Fue la primera señal importante de la participación soviética en la guerra civil de Afganistán. Entre el 25 y el 27 de diciembre, los batallones soviéticos se trasladaron al país, tomando el control de Kabul, la capital, e iniciando lo que se convertiría en una campaña militar que duró diez años. Lo que se suele olvidar es que no fue una invasión. Amín le pidió a Brézhnev, hasta en 19 ocasiones, que enviara las tropas. Las razones son complejas.
Victoria no deseada
Paradójicamente, cuando el Partido Democrático Popular de Afganistán (PDPA), que era prosoviético, se hizo con el poder tras un golpe de Estado (la revolución Saur de abril de 1978), los jefes del Partido en Moscú no estaban contentos. “Antes la política soviética tenía como objetivo mantener la neutralidad de Afganistán”, explica la historiadora Nikita Mendkóvich.
La Guerra Fría estaba en su apogeo y un Afganistán neutral parecía como un buen parapeto entre las repúblicas centroasiáticas de la URSS y varios Estados adversarios: Pakistán, Irán y China. Después de que el PDRA tomara el poder, todos estos Estados y Occidente percibieron el comunismo como una amenaza que se extendía hacia el sur, hacia Oriente Medio, rico en petróleo. Actuaron en consecuencia: apoyaron a la oposición, incluidos los rebeldes islamistas armados.
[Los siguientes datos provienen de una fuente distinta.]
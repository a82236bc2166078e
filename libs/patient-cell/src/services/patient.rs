use tracing::{debug, info};

use shared_config::AppConfig;
use shared_http::{segment, ApiClient};
use shared_models::{ApiError, Patient, PatientCreate, PatientUpdate};

#[derive(Clone)]
pub struct PatientService {
    api: ApiClient,
}

impl PatientService {
    pub fn new(config: &AppConfig) -> Self {
        Self {
            api: ApiClient::new(config),
        }
    }

    pub fn with_client(api: ApiClient) -> Self {
        Self { api }
    }

    pub async fn list_patients(&self) -> Result<Vec<Patient>, ApiError> {
        debug!("Fetching patient registry");

        self.api.get("/patients/").await
    }

    pub async fn get_patient(&self, patient_id: &str) -> Result<Patient, ApiError> {
        debug!("Fetching patient profile: {}", patient_id);

        let path = format!("/patients/{}", segment(patient_id));
        self.api.get(&path).await
    }

    pub async fn create_patient(&self, request: &PatientCreate) -> Result<Patient, ApiError> {
        debug!("Creating new patient profile for: {}", request.name);

        let patient: Patient = self.api.post("/patients/", request).await?;
        info!("Patient profile created successfully with ID: {}", patient.id);

        Ok(patient)
    }

    pub async fn update_patient(
        &self,
        patient_id: &str,
        request: &PatientUpdate,
    ) -> Result<Patient, ApiError> {
        debug!("Updating patient profile: {}", patient_id);

        let path = format!("/patients/{}", segment(patient_id));
        self.api.patch(&path, Some(request)).await
    }

    pub async fn delete_patient(&self, patient_id: &str) -> Result<(), ApiError> {
        debug!("Deleting patient profile: {}", patient_id);

        let path = format!("/patients/{}", segment(patient_id));
        self.api.delete(&path).await?;
        info!("Patient profile {} deleted", patient_id);

        Ok(())
    }
}
use tracing::debug;

use shared_config::AppConfig;
use shared_http::{segment, ApiClient};
use shared_models::{AnalyticsResult, ApiError};

#[derive(Clone)]
pub struct AnalyticsService {
    api: ApiClient,
}

impl AnalyticsService {
    pub fn new(config: &AppConfig) -> Self {
        Self {
            api: ApiClient::new(config),
        }
    }

    pub fn with_client(api: ApiClient) -> Self {
        Self { api }
    }

    pub async fn get_analytics(&self, patient_id: &str) -> Result<AnalyticsResult, ApiError> {
        debug!("Fetching analytics for patient {}", patient_id);

        let path = format!("/analytics/{}", segment(patient_id));
        self.api.get(&path).await
    }
}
Los socialistas se enfangan
Nur Muhammad Taraki, el primer jefe de Estado del PDRA, no logró encontrar un lenguaje común con su pueblo. Taraki, un izquierdista de línea dura, comenzó una serie de reformas sociales y económicas, entre ellas la división de la tierra entre los campesinos (lo que enfureció a los agricultores más ricos), abolió la shariah (ley islámica) y envió a las niñas a la escuela (enfadando a los islamistas más radicales).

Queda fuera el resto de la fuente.